#### [Work required]
Which of the lines below include the word "publish"? Pull each one out.

***** Input records *****

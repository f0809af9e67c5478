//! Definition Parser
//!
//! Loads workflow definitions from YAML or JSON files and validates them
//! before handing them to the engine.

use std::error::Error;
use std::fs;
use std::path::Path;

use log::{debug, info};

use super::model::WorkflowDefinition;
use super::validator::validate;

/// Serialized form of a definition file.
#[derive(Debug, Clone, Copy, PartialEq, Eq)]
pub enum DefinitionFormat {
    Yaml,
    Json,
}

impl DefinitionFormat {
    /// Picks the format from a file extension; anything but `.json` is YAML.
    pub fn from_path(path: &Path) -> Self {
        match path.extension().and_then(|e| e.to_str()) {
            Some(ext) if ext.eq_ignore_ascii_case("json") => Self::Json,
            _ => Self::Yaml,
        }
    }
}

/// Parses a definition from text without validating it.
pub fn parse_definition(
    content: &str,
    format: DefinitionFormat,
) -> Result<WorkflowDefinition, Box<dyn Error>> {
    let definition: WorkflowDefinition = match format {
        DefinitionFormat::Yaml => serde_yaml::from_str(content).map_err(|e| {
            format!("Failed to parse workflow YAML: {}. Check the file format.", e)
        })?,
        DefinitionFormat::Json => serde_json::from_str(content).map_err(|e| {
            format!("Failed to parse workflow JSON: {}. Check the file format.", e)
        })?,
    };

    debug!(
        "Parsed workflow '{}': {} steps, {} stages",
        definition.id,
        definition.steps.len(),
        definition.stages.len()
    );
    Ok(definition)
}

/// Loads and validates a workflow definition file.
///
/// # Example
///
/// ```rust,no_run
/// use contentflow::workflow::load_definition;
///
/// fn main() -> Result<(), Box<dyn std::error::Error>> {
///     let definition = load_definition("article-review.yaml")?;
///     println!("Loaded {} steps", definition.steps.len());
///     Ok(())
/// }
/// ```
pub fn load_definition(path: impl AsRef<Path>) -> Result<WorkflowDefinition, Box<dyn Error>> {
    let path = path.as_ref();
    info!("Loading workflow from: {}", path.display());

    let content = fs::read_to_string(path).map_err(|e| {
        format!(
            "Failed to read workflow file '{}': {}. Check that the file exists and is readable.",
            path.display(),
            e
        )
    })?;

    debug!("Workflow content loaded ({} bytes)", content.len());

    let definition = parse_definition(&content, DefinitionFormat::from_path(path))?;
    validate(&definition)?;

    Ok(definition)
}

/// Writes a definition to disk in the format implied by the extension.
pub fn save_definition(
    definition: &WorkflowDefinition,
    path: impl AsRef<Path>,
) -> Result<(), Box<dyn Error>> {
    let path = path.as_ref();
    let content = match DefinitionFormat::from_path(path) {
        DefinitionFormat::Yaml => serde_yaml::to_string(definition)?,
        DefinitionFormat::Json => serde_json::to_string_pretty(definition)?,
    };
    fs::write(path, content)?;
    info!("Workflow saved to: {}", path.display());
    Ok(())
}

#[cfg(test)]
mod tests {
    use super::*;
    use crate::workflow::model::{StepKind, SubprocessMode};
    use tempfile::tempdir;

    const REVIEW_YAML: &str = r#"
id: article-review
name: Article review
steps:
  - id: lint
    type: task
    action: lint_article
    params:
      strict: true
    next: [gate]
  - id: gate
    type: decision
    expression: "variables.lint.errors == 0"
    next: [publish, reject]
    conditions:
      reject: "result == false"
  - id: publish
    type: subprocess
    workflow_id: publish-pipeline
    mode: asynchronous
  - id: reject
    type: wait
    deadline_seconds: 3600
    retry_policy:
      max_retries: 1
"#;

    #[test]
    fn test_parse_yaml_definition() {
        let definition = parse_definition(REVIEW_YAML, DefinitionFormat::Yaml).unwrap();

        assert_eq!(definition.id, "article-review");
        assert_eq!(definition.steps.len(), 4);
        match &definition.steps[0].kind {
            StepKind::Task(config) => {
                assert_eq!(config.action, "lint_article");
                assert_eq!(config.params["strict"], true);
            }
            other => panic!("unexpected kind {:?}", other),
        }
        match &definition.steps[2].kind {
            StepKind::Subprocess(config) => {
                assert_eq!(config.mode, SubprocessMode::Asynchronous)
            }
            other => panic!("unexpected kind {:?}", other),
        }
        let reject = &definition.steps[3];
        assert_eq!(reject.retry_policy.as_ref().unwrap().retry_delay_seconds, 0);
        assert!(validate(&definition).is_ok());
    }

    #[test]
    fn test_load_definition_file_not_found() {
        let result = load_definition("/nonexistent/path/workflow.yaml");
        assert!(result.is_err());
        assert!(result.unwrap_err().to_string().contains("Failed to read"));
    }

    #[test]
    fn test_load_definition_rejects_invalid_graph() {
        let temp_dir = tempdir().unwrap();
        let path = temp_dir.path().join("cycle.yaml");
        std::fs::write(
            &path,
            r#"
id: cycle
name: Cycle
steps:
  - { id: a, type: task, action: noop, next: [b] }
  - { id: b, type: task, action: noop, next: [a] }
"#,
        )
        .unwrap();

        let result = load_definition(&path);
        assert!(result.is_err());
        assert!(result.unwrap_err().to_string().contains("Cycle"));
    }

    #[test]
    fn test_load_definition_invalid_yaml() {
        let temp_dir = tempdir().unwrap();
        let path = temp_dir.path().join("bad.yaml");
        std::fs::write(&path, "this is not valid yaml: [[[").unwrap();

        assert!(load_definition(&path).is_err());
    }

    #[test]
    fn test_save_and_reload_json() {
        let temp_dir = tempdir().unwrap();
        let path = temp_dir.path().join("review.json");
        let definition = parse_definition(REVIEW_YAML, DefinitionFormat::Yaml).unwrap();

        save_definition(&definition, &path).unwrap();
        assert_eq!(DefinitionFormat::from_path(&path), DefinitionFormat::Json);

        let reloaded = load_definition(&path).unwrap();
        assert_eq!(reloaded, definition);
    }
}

*****

#### [Answer to this exercise]
    next: [publish, reject]
  - id: publish
    workflow_id: publish-pipeline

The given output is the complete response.